Of the ESG reports reviewed by TradeWinds, 19 provided a gender breakdown.
The median company had 68% male representation on their onshore staffs, with tanker giant Euronav showing the most balance in its onshore staff and MPC Container Ships presenting the least, with a workforce of 90% men.
US-listed Teekay Corp, which owns 130 tankers and LNG carriers in total, mentioned improving its gender balance this year but did not give any specifics as to how it planned to do that. The company's sustainability report for 2020 said less than 1% of its 2,011 seafarers were female, but 11% of 158 onshore staffers were women.
In dry bulk, Golden Ocean Group said it prohibits worker discrimination and harassment, and that it follows the UN Guiding Principles on Business and Human Rights.
The owner of 88 bulkers reported that less than 1% of its seafarers and one-third of on-shore staff are female.
No mention of gender equity
While some reports just touch on the topic of gender equity without including plans to improve it, others do not address it all.
The latest ESG reports by boxship owner Costmare, bulker player Pangaea Logistics Solutions and Siem Offshore made no reference to gender balance but address environmental stewardship and employee welfare.
The trio did not respond to TradeWinds' request for comment.
Most shipowners' ESG reports only mentioned following internal or external guidelines for hiring and employee without outlining any initiatives to improve diversity.
But one of shipping's largest names described proactive measures towards creating a greater balance between male and female employees, but they number in the few.
AP Moller-Maersk, an operator of 708 boxships, is working to deter discrimination and unconscious bias towards men and put more females in leadership roles, according to its ESG report for 2020.
Maersk's global staff of almost 84,000 employees is 28% female, but the Danish company is trying to push that percentage even higher.
“We have seen some progress, but we would like to accelerate it,” spokeswoman Rachel Anna Osikoya told TradeWinds.
Women cruise to the top
Carnival Corp — the world's largest cruise provider with 91 ships — reported the highest percentage of women in both shoreside and seafaring jobs.
The company appointed several female executives across nine brands since 2013 under chief executive Arnold Donald.
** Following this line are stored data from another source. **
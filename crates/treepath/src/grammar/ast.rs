//! AST for XPath 1.0 expressions, produced by the lowering pass in
//! [`super`] and consumed by the evaluator.

/// An unresolved query name, exactly as written. Prefixes are resolved
/// against the context's namespace bindings at evaluation time.
#[derive(Debug, Clone, PartialEq, Eq, Hash)]
pub struct RawName {
    pub prefix: Option<String>,
    pub local: String,
}

impl RawName {
    pub fn local(local: impl Into<String>) -> Self {
        Self {
            prefix: None,
            local: local.into(),
        }
    }
}

impl core::fmt::Display for RawName {
    fn fmt(&self, f: &mut core::fmt::Formatter<'_>) -> core::fmt::Result {
        match &self.prefix {
            Some(p) => write!(f, "{}:{}", p, self.local),
            None => write!(f, "{}", self.local),
        }
    }
}

#[derive(Debug, Clone, Copy, PartialEq, Eq)]
pub enum BinaryOp {
    Or,
    And,
    Eq,
    Ne,
    Lt,
    Le,
    Gt,
    Ge,
    Add,
    Sub,
    Mul,
    Div,
    Mod,
}

#[derive(Debug, Clone, PartialEq)]
pub enum Expr {
    Number(f64),
    Literal(String),
    VarRef(RawName),
    FunctionCall {
        name: RawName,
        args: Vec<Expr>,
    },
    Negate(Box<Expr>),
    Binary {
        left: Box<Expr>,
        op: BinaryOp,
        right: Box<Expr>,
    },
    Union {
        left: Box<Expr>,
        right: Box<Expr>,
    },
    Path(PathExpr),
    /// A primary expression with optional predicates and a trailing
    /// location path, e.g. `$var[1]/a` or `(//a)[2]`.
    Filter {
        base: Box<Expr>,
        predicates: Vec<Expr>,
        steps: Vec<Step>,
    },
}

#[derive(Debug, Clone, Copy, PartialEq, Eq)]
pub enum PathStart {
    /// `/...`: the context becomes the document root.
    Root,
    /// `//...`: descendant-or-self of the root before the first step.
    RootDescendant,
    /// A relative path over the current context.
    Relative,
}

#[derive(Debug, Clone, PartialEq)]
pub struct PathExpr {
    pub start: PathStart,
    pub steps: Vec<Step>,
}

#[derive(Debug, Clone, PartialEq)]
pub struct Step {
    /// True when the step was joined with `//`: apply descendant-or-self
    /// before the step itself.
    pub descend: bool,
    pub kind: StepKind,
}

#[derive(Debug, Clone, PartialEq)]
pub enum StepKind {
    Axis {
        axis: Axis,
        test: NodeTest,
        predicates: Vec<Expr>,
    },
    /// A function call in step position operates on the current context,
    /// e.g. `/root/string()`.
    Call {
        name: RawName,
        args: Vec<Expr>,
        predicates: Vec<Expr>,
    },
    /// `..`
    Parent,
    /// `.`
    Current,
}

#[derive(Debug, Clone, Copy, PartialEq, Eq)]
pub enum Axis {
    SelfAxis,
    Child,
    Parent,
    Attribute,
    Namespace,
    Descendant,
    DescendantOrSelf,
    Ancestor,
    AncestorOrSelf,
    FollowingSibling,
    Following,
    PrecedingSibling,
    Preceding,
}

impl Axis {
    /// Reverse axes yield results in descending document order.
    pub fn is_reverse(self) -> bool {
        matches!(
            self,
            Axis::Ancestor | Axis::AncestorOrSelf | Axis::Preceding | Axis::PrecedingSibling
        )
    }
}

#[derive(Debug, Clone, PartialEq)]
pub enum NodeTest {
    /// `node()`
    AnyNode,
    /// `text()`
    Text,
    /// `comment()`
    Comment,
    /// `processing-instruction()` with optional target
    ProcInst(Option<String>),
    /// `*`
    AnyName,
    /// `prefix:*`
    NsAnyLocal(String),
    /// `*:local`
    LocalAnyNs(String),
    /// `prefix:local`
    Prefixed { prefix: String, local: String },
    /// `local`
    Bare(String),
}
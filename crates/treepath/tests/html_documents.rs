mod common;

use common::*;
use treepath::Node;

const PAGE: &str = r#"
<!DOCTYPE html>
<html lang=en xmlns:svg="http://www.w3.org/2000/svg">
<head><meta charset="utf-8"><title>html title</title></head><body>
<br/>
<p>content</p>
<svg:svg height="110" xmlns="http://www.w3.org/2000/svg">
  <rect width="300" style="fill:rgb(0,0,255)" xlink:href="http://example.com" />
</svg>
</body>
</html>
"#;

#[test]
fn elements_parse_into_a_navigable_tree() {
    let nodes = html_nodes("/html/body/p", PAGE);
    assert_eq!(string_values(&nodes), ["content"]);
}

#[test]
fn xmlns_attributes_are_dropped_and_values_unquoted() {
    let nodes = html_nodes("/html/@*", PAGE);
    assert_eq!(nodes.len(), 1);
    match nodes[0].node() {
        Node::Attribute { name, value } => {
            assert_eq!(name.local, "lang");
            assert_eq!(value, "en");
        }
        other => panic!("unexpected {other:?}"),
    }
}

#[test]
fn name_prefixes_are_stripped() {
    let nodes = html_nodes("/html/body/svg", PAGE);
    assert_eq!(local_names(&nodes), ["svg"]);

    let nodes = html_nodes("/html/body/svg/rect/@href", PAGE);
    assert_eq!(string_values(&nodes), ["http://example.com"]);
}

#[test]
fn void_elements_do_not_swallow_siblings() {
    let nodes = html_nodes("/html/head/title", PAGE);
    assert_eq!(string_values(&nodes), ["html title"]);
}

#[test]
fn truncated_documents_still_build() {
    let nodes = html_nodes("/div/p", "<div><p>one<p>two");
    // The tolerant parser nests the unclosed <p>, so only the first is a
    // direct child of <div>.
    assert_eq!(string_values(&nodes), ["onetwo"]);
}

#[test]
fn entities_fall_back_to_raw_text() {
    let nodes = html_nodes("/p", "<p>a &amp; b &nope; c</p>");
    assert_eq!(string_values(&nodes), ["a & b &nope; c"]);
}
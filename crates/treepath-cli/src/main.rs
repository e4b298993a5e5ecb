//! Command-line front-end: run one XPath expression over a set of files.
//!
//! Files are typed by extension unless `-t` forces a type; `-` reads stdin.
//! Per-file errors go to stderr and processing continues, so a bad document
//! in a directory walk does not abort the run.

mod emit;

use std::collections::VecDeque;
use std::fs;
use std::io::{Read, Write};
use std::path::{Path, PathBuf};
use std::sync::Mutex;

use anyhow::{bail, Context as _};
use clap::{Parser, ValueEnum};
use treepath::{
    exec, read_html, read_json, read_xml, ContextSettings, Cursor, EntityMap, Grammar, Value,
    XmlOptions,
};

#[derive(Parser)]
#[command(name = "treepath", version, about = "Query XML, HTML and JSON documents with XPath 1.0")]
struct Cli {
    /// XPath expression to execute.
    #[arg(short = 'x', long = "expr")]
    expression: String,

    /// Namespace binding, repeatable: -s companyns=http://company.com
    #[arg(short = 's', long = "namespace", value_name = "PREFIX=URI")]
    namespaces: Vec<String>,

    /// Variable binding (bound as a string), repeatable: -v var=value
    #[arg(short = 'v', long = "variable", value_name = "NAME=VALUE")]
    variables: Vec<String>,

    /// XML entity binding, repeatable: -e entityname=entityval
    #[arg(short = 'e', long = "entity", value_name = "NAME=VALUE")]
    entities: Vec<String>,

    /// Recursively traverse directory arguments.
    #[arg(short = 'r', long)]
    recursive: bool,

    /// Suppress filenames in the output.
    #[arg(short = 'n', long = "no-filenames")]
    suppress_filenames: bool,

    /// Print node-set results as XML.
    #[arg(short = 'm', long = "as-xml")]
    as_xml: bool,

    /// Print the string value of every node of a node-set, not just the
    /// first.
    #[arg(short = 'a', long = "all-nodes")]
    all_nodes: bool,

    /// Number of files to process concurrently (output order is not
    /// stable above 1).
    #[arg(short = 'c', long = "concurrency", default_value_t = 1, value_parser = clap::value_parser!(u32).range(1..))]
    concurrency: u32,

    /// Force the document type instead of detecting it by extension.
    #[arg(short = 't', long = "type", value_enum)]
    doc_type: Option<DocType>,

    /// Turn off strict XML decoding.
    #[arg(short = 'u', long = "unstrict")]
    unstrict: bool,

    /// Files to query; `-` reads stdin. Directories require -r.
    #[arg(required = true)]
    files: Vec<PathBuf>,
}

#[derive(Clone, Copy, Debug, ValueEnum)]
enum DocType {
    Xml,
    Html,
    Json,
}

struct Job {
    expr: Grammar,
    settings: ContextSettings,
    xml_opts: XmlOptions,
    cli: Cli,
}

fn main() -> anyhow::Result<()> {
    tracing_subscriber::fmt()
        .with_env_filter(tracing_subscriber::EnvFilter::from_default_env())
        .with_writer(std::io::stderr)
        .init();

    let cli = Cli::parse();
    let expr = treepath::build_expr(&cli.expression).context("bad XPath expression")?;

    let namespaces = parse_pairs(&cli.namespaces).context("bad namespace mapping")?;
    let mut settings = ContextSettings::new();
    for (prefix, uri) in &namespaces {
        settings = settings.with_namespace(prefix.clone(), uri.clone());
    }
    for (name, value) in parse_pairs(&cli.variables).context("bad variable binding")? {
        let (space, local) = resolve_variable_name(&name, &namespaces)?;
        settings = settings.with_variable(space, local, Value::String(value));
    }

    let mut entities = EntityMap::new();
    for (name, value) in parse_pairs(&cli.entities).context("bad entity binding")? {
        entities.insert(name, value);
    }
    let xml_opts = XmlOptions {
        strict: !cli.unstrict,
        entities,
    };

    let mut files = Vec::new();
    for file in &cli.files {
        collect_files(file, cli.recursive, &mut files);
    }

    let job = Job {
        expr,
        settings,
        xml_opts,
        cli,
    };
    let queue = Mutex::new(files.into_iter().collect::<VecDeque<_>>());
    let workers = job.cli.concurrency as usize;
    std::thread::scope(|scope| {
        for _ in 0..workers {
            scope.spawn(|| loop {
                let Some(path) = queue.lock().expect("queue lock").pop_front() else {
                    break;
                };
                run_file(&job, &path);
            });
        }
    });
    Ok(())
}

/// Split repeatable `name=value` flags.
fn parse_pairs(raw: &[String]) -> anyhow::Result<Vec<(String, String)>> {
    raw.iter()
        .map(|entry| match entry.split_once('=') {
            Some((name, value)) => Ok((name.to_string(), value.to_string())),
            None => bail!("invalid mapping {entry:?}, expected name=value"),
        })
        .collect()
}

/// Variable names may carry a prefix bound through `-s`.
fn resolve_variable_name(
    name: &str,
    namespaces: &[(String, String)],
) -> anyhow::Result<(String, String)> {
    match name.split_once(':') {
        None => Ok((String::new(), name.to_string())),
        Some((prefix, local)) => {
            let uri = namespaces
                .iter()
                .find(|(p, _)| p == prefix)
                .map(|(_, uri)| uri.clone());
            match uri {
                Some(uri) => Ok((uri, local.to_string())),
                None => bail!("unknown namespace binding '{prefix}'"),
            }
        }
    }
}

fn collect_files(path: &Path, recursive: bool, out: &mut Vec<PathBuf>) {
    if path.as_os_str() == "-" || path.is_file() {
        out.push(path.to_path_buf());
        return;
    }
    if !path.is_dir() {
        eprintln!("{}: no such file", path.display());
        return;
    }
    if !recursive {
        eprintln!("{} is a directory", path.display());
        return;
    }
    let entries = match fs::read_dir(path) {
        Ok(entries) => entries,
        Err(e) => {
            eprintln!("error traversing {}: {e}", path.display());
            return;
        }
    };
    let mut children: Vec<PathBuf> = entries.filter_map(|e| e.ok()).map(|e| e.path()).collect();
    children.sort();
    for child in children {
        if child.is_dir() {
            collect_files(&child, recursive, out);
        } else {
            out.push(child);
        }
    }
}

fn run_file(job: &Job, path: &Path) {
    if let Err(e) = try_run_file(job, path) {
        eprintln!("{}: {e:#}", display_name(path));
    }
}

fn try_run_file(job: &Job, path: &Path) -> anyhow::Result<()> {
    let bytes = if path.as_os_str() == "-" {
        let mut buf = Vec::new();
        std::io::stdin()
            .read_to_end(&mut buf)
            .context("reading stdin")?;
        buf
    } else {
        fs::read(path).context("reading file")?
    };

    let cursor = parse_document(job, path, &bytes)?;
    let result = exec(&cursor, &job.expr, &job.settings).context("executing expression")?;

    let label = if job.cli.suppress_filenames || path.as_os_str() == "-" {
        None
    } else {
        Some(display_name(path))
    };

    let mut out = String::new();
    match (&result, job.cli.as_xml, job.cli.all_nodes) {
        (Value::Nodes(nodes), true, _) => {
            for node in nodes {
                let xml = emit::node_to_xml(node).context("serializing result")?;
                push_line(&mut out, label.as_deref(), &xml.replace('\n', "&#10;"));
            }
        }
        (Value::Nodes(nodes), false, true) => {
            for node in nodes {
                push_line(&mut out, label.as_deref(), &treepath::get_cursor_string(node));
            }
        }
        _ => push_line(&mut out, label.as_deref(), &result.string()),
    }

    let stdout = std::io::stdout();
    let mut lock = stdout.lock();
    lock.write_all(out.as_bytes())?;
    Ok(())
}

fn parse_document(job: &Job, path: &Path, bytes: &[u8]) -> anyhow::Result<Cursor> {
    let doc_type = job.cli.doc_type.unwrap_or_else(|| detect_type(path));
    let cursor = match doc_type {
        DocType::Xml => read_xml(bytes, job.xml_opts.clone()),
        DocType::Html => read_html(bytes),
        DocType::Json => read_json(bytes),
    };
    cursor.context("parsing document")
}

fn detect_type(path: &Path) -> DocType {
    match path
        .extension()
        .and_then(|e| e.to_str())
        .map(|e| e.to_ascii_lowercase())
        .as_deref()
    {
        Some("json") => DocType::Json,
        Some("html") | Some("htm") => DocType::Html,
        _ => DocType::Xml,
    }
}

fn display_name(path: &Path) -> String {
    path.display().to_string()
}

fn push_line(out: &mut String, label: Option<&str>, value: &str) {
    match label {
        Some(label) => {
            out.push_str(label);
            out.push_str(": ");
        }
        None => {}
    }
    out.push_str(value);
    out.push('\n');
}
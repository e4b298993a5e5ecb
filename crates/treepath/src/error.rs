/// Everything that can go wrong while building or running a query.
///
/// Errors are values; the only panicking entry point is
/// [`crate::must_build_expr`]. Arithmetic edge cases (`NaN`, infinities) are
/// ordinary [`crate::Value`]s, never errors.
#[derive(Debug, Clone, thiserror::Error)]
pub enum Error {
    #[error("syntax error: {0}")]
    Syntax(String),

    #[error("unknown namespace binding '{0}'")]
    Namespace(String),

    #[error("unbound variable ${0}")]
    UnboundVariable(String),

    #[error("unknown function {0}")]
    UnboundFunction(String),

    #[error("type error: {0}")]
    Type(String),

    #[error("function {name} failed: {source}")]
    Function {
        name: String,
        #[source]
        source: Box<Error>,
    },

    #[error("source error: {0}")]
    Source(String),

    #[error("unmarshal error: {0}")]
    Unmarshal(String),
}

impl Error {
    pub(crate) fn type_err(msg: impl Into<String>) -> Self {
        Error::Type(msg.into())
    }

    pub(crate) fn source_err(err: impl core::fmt::Display) -> Self {
        Error::Source(err.to_string())
    }

    pub(crate) fn in_function(name: impl Into<String>, err: Error) -> Self {
        Error::Function {
            name: name.into(),
            source: Box::new(err),
        }
    }
}

impl serde::de::Error for Error {
    fn custom<T: core::fmt::Display>(msg: T) -> Self {
        Error::Unmarshal(msg.to_string())
    }
}
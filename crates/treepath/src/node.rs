//! The node universe of the document model.
//!
//! A document is a tree of these seven kinds. Elements and attributes are the
//! named kinds; everything except the root and the named kinds carries its
//! value directly, while the string-value of elements and the root is derived
//! by the store (see [`crate::get_cursor_string`]).

use core::fmt;

/// Namespace URI bound to the reserved `xml` prefix in every document.
pub const XML_NAMESPACE: &str = "http://www.w3.org/XML/1998/namespace";

/// A resolved name: namespace URI (possibly empty) plus local part.
#[derive(Debug, Clone, PartialEq, Eq, Hash)]
pub struct QName {
    pub space: String,
    pub local: String,
}

impl QName {
    pub fn new(space: impl Into<String>, local: impl Into<String>) -> Self {
        Self {
            space: space.into(),
            local: local.into(),
        }
    }

    /// A name with no namespace.
    pub fn local(local: impl Into<String>) -> Self {
        Self::new("", local)
    }
}

impl fmt::Display for QName {
    fn fmt(&self, f: &mut fmt::Formatter<'_>) -> fmt::Result {
        if self.space.is_empty() {
            write!(f, "{}", self.local)
        } else {
            write!(f, "{{{}}}{}", self.space, self.local)
        }
    }
}

#[derive(Debug, Clone, PartialEq)]
pub enum Node {
    /// The unnamed document root. Exactly one per document, at position 0.
    Root,
    Element {
        name: QName,
    },
    Attribute {
        name: QName,
        value: String,
    },
    /// An in-scope namespace declaration materialized on an element.
    Namespace {
        prefix: String,
        uri: String,
    },
    Text(String),
    Comment(String),
    ProcInst {
        target: String,
        value: String,
    },
}

#[derive(Debug, Clone, Copy, PartialEq, Eq, Hash)]
pub enum NodeKind {
    Root,
    Element,
    Attribute,
    Namespace,
    Text,
    Comment,
    ProcInst,
}

impl Node {
    pub fn kind(&self) -> NodeKind {
        match self {
            Node::Root => NodeKind::Root,
            Node::Element { .. } => NodeKind::Element,
            Node::Attribute { .. } => NodeKind::Attribute,
            Node::Namespace { .. } => NodeKind::Namespace,
            Node::Text(_) => NodeKind::Text,
            Node::Comment(_) => NodeKind::Comment,
            Node::ProcInst { .. } => NodeKind::ProcInst,
        }
    }

    /// The qualified name of a named node (element or attribute).
    pub fn name(&self) -> Option<&QName> {
        match self {
            Node::Element { name } | Node::Attribute { name, .. } => Some(name),
            _ => None,
        }
    }

    /// The directly carried value, where one exists. Elements and the root
    /// derive their string-value from descendants instead.
    pub fn value(&self) -> Option<&str> {
        match self {
            Node::Attribute { value, .. } => Some(value),
            Node::Namespace { uri, .. } => Some(uri),
            Node::Text(v) | Node::Comment(v) => Some(v),
            Node::ProcInst { value, .. } => Some(value),
            Node::Root | Node::Element { .. } => None,
        }
    }
}
mod common;

use common::*;
use rstest::rstest;
use treepath::{
    build_expr, exec, must_build_expr, read_xml, ContextSettings, Error, XmlOptions,
};

#[rstest]
#[case::empty("")]
#[case::dangling_operator("1 +")]
#[case::unclosed_call("foo(")]
#[case::unclosed_predicate("a[")]
#[case::bare_at("@")]
#[case::bare_dollar("$")]
#[case::trailing_slash("/root/")]
fn malformed_expressions(#[case] expr: &str) {
    assert!(matches!(build_expr(expr), Err(Error::Syntax(_))));
}

#[test]
fn unbound_variables_are_reported() {
    let err = exec(
        &read("<r/>"),
        &must_build_expr("$nope"),
        &ContextSettings::new(),
    )
    .expect_err("unbound variable");
    assert!(matches!(err, Error::UnboundVariable(_)));
}

#[test]
fn unknown_functions_are_reported() {
    let err = exec(
        &read("<r/>"),
        &must_build_expr("no-such-function()"),
        &ContextSettings::new(),
    )
    .expect_err("unknown function");
    assert!(matches!(err, Error::UnboundFunction(_)));
}

#[test]
fn unknown_prefix_on_variables_is_a_namespace_error() {
    let err = exec(
        &read("<r/>"),
        &must_build_expr("$nope:var"),
        &ContextSettings::new(),
    )
    .expect_err("unknown prefix");
    assert!(matches!(err, Error::Namespace(_)));
}

#[test]
fn unknown_prefix_on_wildcard_tests_is_a_namespace_error() {
    let err = exec(
        &read("<r/>"),
        &must_build_expr("//nope:*"),
        &ContextSettings::new(),
    )
    .expect_err("unknown prefix");
    assert!(matches!(err, Error::Namespace(_)));
}

#[rstest]
#[case::scalar_union("1 | 2")]
#[case::half_scalar_union("//a | 'b'")]
fn union_requires_node_sets(#[case] expr: &str) {
    let err = exec(&read("<r/>"), &must_build_expr(expr), &ContextSettings::new())
        .expect_err("union of scalars");
    assert!(matches!(err, Error::Type(_)));
}

#[test]
fn strict_xml_rejects_mismatched_tags() {
    let err = read_xml("<a><b></a>".as_bytes(), XmlOptions::default()).expect_err("mismatch");
    assert!(matches!(err, Error::Source(_)));
}

#[test]
fn lenient_xml_accepts_mismatched_tags() {
    read_xml("<a><b></a>".as_bytes(), XmlOptions::lenient()).expect("lenient parse");
}

#[test]
fn arithmetic_edge_cases_are_values_not_errors() {
    for expr in ["0 div 0", "1 div 0", "4 mod 0", "number('x')"] {
        query_xml(expr, "<r/>", &ContextSettings::new());
    }
}
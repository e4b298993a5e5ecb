//! XML pull adapter on top of the `quick-xml` event reader.
//!
//! Namespace handling happens here: declaration attributes are consumed into
//! per-element declaration lists and element/attribute prefixes are resolved
//! against the in-scope stack. The default namespace applies to elements
//! only. An unbound prefix is carried verbatim as the namespace value, which
//! is what the node tests downstream expect for undeclared prefixes.

use std::collections::VecDeque;
use std::io::BufRead;

use quick_xml::escape::resolve_predefined_entity;
use quick_xml::events::{BytesStart, Event as XmlEvent};
use quick_xml::Reader;
use tracing::trace;

use super::{EntityMap, Event, PullParser};
use crate::error::Error;
use crate::node::QName;

#[derive(Debug, Clone)]
pub struct XmlOptions {
    /// When off, mismatched end tags and unknown entities are tolerated.
    pub strict: bool,
    /// Custom entity bindings, checked after the predefined five.
    pub entities: EntityMap,
}

impl Default for XmlOptions {
    fn default() -> Self {
        Self {
            strict: true,
            entities: EntityMap::new(),
        }
    }
}

impl XmlOptions {
    pub fn lenient() -> Self {
        Self {
            strict: false,
            ..Self::default()
        }
    }
}

pub struct XmlParser<R: BufRead> {
    reader: Reader<R>,
    opts: XmlOptions,
    buf: Vec<u8>,
    /// Locally declared namespaces per open element, innermost last.
    scopes: Vec<Vec<(String, String)>>,
    pending: VecDeque<Event>,
}

impl<R: BufRead> XmlParser<R> {
    pub fn new(reader: R, opts: XmlOptions) -> Self {
        let mut inner = Reader::from_reader(reader);
        let cfg = inner.config_mut();
        cfg.check_end_names = opts.strict;
        cfg.expand_empty_elements = false;
        cfg.trim_text(false);
        Self {
            reader: inner,
            opts,
            buf: Vec::new(),
            scopes: Vec::new(),
            pending: VecDeque::new(),
        }
    }

    fn lookup(&self, prefix: &str) -> Option<&str> {
        for scope in self.scopes.iter().rev() {
            for (p, uri) in scope.iter().rev() {
                if p == prefix {
                    return Some(uri);
                }
            }
        }
        if prefix == "xml" {
            return Some(crate::node::XML_NAMESPACE);
        }
        None
    }

    fn resolve_element_name(&self, prefix: &str, local: &str) -> QName {
        let space = if prefix.is_empty() {
            self.lookup("").unwrap_or_default().to_string()
        } else {
            self.lookup(prefix).unwrap_or(prefix).to_string()
        };
        QName::new(space, local)
    }

    fn resolve_attr_name(&self, prefix: &str, local: &str) -> QName {
        let space = if prefix.is_empty() {
            String::new()
        } else {
            self.lookup(prefix).unwrap_or(prefix).to_string()
        };
        QName::new(space, local)
    }

    fn unescape(&self, raw: &str) -> Result<String, Error> {
        unescape_text(raw, Some(&self.opts.entities), self.opts.strict)
    }

    fn start_element(&mut self, start: &BytesStart<'_>, self_closing: bool) -> Result<Event, Error> {
        let start_name = start.name();
        let (prefix, local) = split_name(utf8(start_name.as_ref())?);
        let mut decls: Vec<(String, String)> = Vec::new();
        let mut attrs_raw: Vec<(String, String, String)> = Vec::new();

        for attr in start.attributes() {
            let attr = attr.map_err(Error::source_err)?;
            let (aprefix, alocal) = split_name(utf8(attr.key.as_ref())?);
            let value = self.unescape(utf8(&attr.value)?)?;
            // xmlns="u", xmlns:p="u" and the observed p:xmlns="u" spelling
            // all declare namespaces; none become attribute nodes.
            if aprefix.is_empty() && alocal == "xmlns" {
                decls.push((String::new(), value));
            } else if aprefix == "xmlns" {
                decls.push((alocal.to_string(), value));
            } else if alocal == "xmlns" {
                decls.push((aprefix.to_string(), value));
            } else {
                attrs_raw.push((aprefix.to_string(), alocal.to_string(), value));
            }
        }

        self.scopes.push(decls.clone());
        let name = self.resolve_element_name(prefix, local);
        let attributes = attrs_raw
            .iter()
            .map(|(p, l, v)| (self.resolve_attr_name(p, l), v.clone()))
            .collect();
        if self_closing {
            self.scopes.pop();
            self.pending.push_back(Event::EndElement);
        }
        trace!(element = %name, "xml start element");
        Ok(Event::StartElement {
            name,
            namespaces: decls,
            attributes,
        })
    }
}

impl<R: BufRead> PullParser for XmlParser<R> {
    fn pull(&mut self) -> Result<Option<Event>, Error> {
        if let Some(ev) = self.pending.pop_front() {
            return Ok(Some(ev));
        }
        loop {
            self.buf.clear();
            let ev = match self.reader.read_event_into(&mut self.buf) {
                Ok(ev) => ev,
                Err(e) => return Err(Error::source_err(e)),
            };
            return match ev {
                XmlEvent::Start(start) => {
                    let start = start.into_owned();
                    self.start_element(&start, false).map(Some)
                }
                XmlEvent::Empty(start) => {
                    let start = start.into_owned();
                    self.start_element(&start, true).map(Some)
                }
                XmlEvent::End(_) => {
                    self.scopes.pop();
                    Ok(Some(Event::EndElement))
                }
                XmlEvent::Text(t) => {
                    let raw = utf8(t.as_ref())?.to_string();
                    Ok(Some(Event::Text(self.unescape(&raw)?)))
                }
                XmlEvent::CData(c) => Ok(Some(Event::Text(utf8(c.as_ref())?.to_string()))),
                XmlEvent::Comment(c) => Ok(Some(Event::Comment(utf8(c.as_ref())?.to_string()))),
                XmlEvent::PI(pi) => {
                    let raw = utf8(pi.as_ref())?;
                    let (target, value) = split_pi(raw);
                    Ok(Some(Event::ProcInst { target, value }))
                }
                XmlEvent::Decl(_) | XmlEvent::DocType(_) => continue,
                XmlEvent::Eof => Ok(None),
            };
        }
    }
}

pub(super) fn utf8(bytes: &[u8]) -> Result<&str, Error> {
    std::str::from_utf8(bytes).map_err(Error::source_err)
}

/// Split `prefix:local`; no colon means no prefix.
pub(super) fn split_name(name: &str) -> (&str, &str) {
    match name.split_once(':') {
        Some((p, l)) => (p, l),
        None => ("", name),
    }
}

/// Split a processing instruction into target and data.
pub(super) fn split_pi(raw: &str) -> (String, String) {
    match raw.split_once(char::is_whitespace) {
        Some((target, rest)) => (target.to_string(), rest.trim_start().to_string()),
        None => (raw.to_string(), String::new()),
    }
}

/// Decode `raw` with the standard entity set only, keeping anything
/// unresolvable as literal text.
pub(super) fn unescape_lenient(raw: &str) -> String {
    unescape_text(raw, None, false).unwrap_or_else(|_| raw.to_string())
}

/// Expand character references and entities. Unknown entities and bare
/// ampersands are errors in strict mode and pass through literally
/// otherwise.
fn unescape_text(raw: &str, entities: Option<&EntityMap>, strict: bool) -> Result<String, Error> {
    let mut out = String::with_capacity(raw.len());
    let mut rest = raw;
    while let Some(amp) = rest.find('&') {
        out.push_str(&rest[..amp]);
        let after = &rest[amp + 1..];
        let name = after.find(';').map(|end| &after[..end]);
        let Some(name) = name.filter(|n| is_entity_name(n)) else {
            if strict {
                return Err(Error::Source("bare '&' in character data".to_string()));
            }
            out.push('&');
            rest = after;
            continue;
        };
        let resolved: Option<String> = if let Some(code) = name.strip_prefix('#') {
            decode_char_ref(code).map(String::from)
        } else {
            resolve_predefined_entity(name)
                .map(str::to_string)
                .or_else(|| entities.and_then(|m| m.get(name)).cloned())
        };
        match resolved {
            Some(s) => out.push_str(&s),
            None if strict => {
                return Err(Error::Source(format!("unknown entity '&{name};'")));
            }
            None => {
                out.push('&');
                out.push_str(name);
                out.push(';');
            }
        }
        rest = &after[name.len() + 1..];
    }
    out.push_str(rest);
    Ok(out)
}

fn is_entity_name(name: &str) -> bool {
    !name.is_empty()
        && name
            .chars()
            .all(|c| c.is_alphanumeric() || matches!(c, '#' | '_' | '-' | '.'))
}

fn decode_char_ref(code: &str) -> Option<char> {
    let cp = match code.strip_prefix('x').or_else(|| code.strip_prefix('X')) {
        Some(hex) => u32::from_str_radix(hex, 16).ok()?,
        None => code.parse::<u32>().ok()?,
    };
    char::from_u32(cp)
}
The New York-listed behemoth also works with non-profit entity Catalyst, of which Donald is a board member, to train female workers on career development.
The company said in its Sustainability Report for 2019 that 17.8% of about 92,000 seafarers are women, however, due to a gender imbalance among job seekers.
But 57.9% of its 14,000 shoreside workers are female.
TradeWinds looked through ESG reports by 31 shipowners to see what they were doing to improve gender equity in maritime.
The table below groups these owners, most of which include gender data, to the degree to which their reports address it.
Make no mention of gender or women
Siem Offshore, Pangaea Logistics, Costamare
Mention gender or women but no equity improvement plans
Eagle Bulk Shipping, Star Bulk Carriers, Diana Shipping, Golden Ocean Group, Pacific Basin, Global Ship Lease, MPC Containerships, Frontline, Performance Shipping, Scorpio Tankers, International Seaways, Euronav, Matson, DHT Holdings, Tidewater, BW Offshore, Seacor Marine, Euroseas, Teekay Corp, GasLog, Flex LNG, Golar LNG, Mediterranean Shipping Co, Evergreen Line
Mention initiatives to improve gender equity
AP Moller-Maersk, CMA CGM, Subsea 7, Carnival
Females wanted
Tidewater, which owns 157 OSVs, did not mention any initiatives either in its ESG report for 2020 but said that gender equity is difficult to achieve in the offshore sector.
About 24% of the company's shoreside employees are female.
"The offshore sector has always struggled to attract women into the industry for a variety of reasons, one being the relatively small vessel sizes with close living quarters on board," spokesman Jason Stanley told TradeWinds.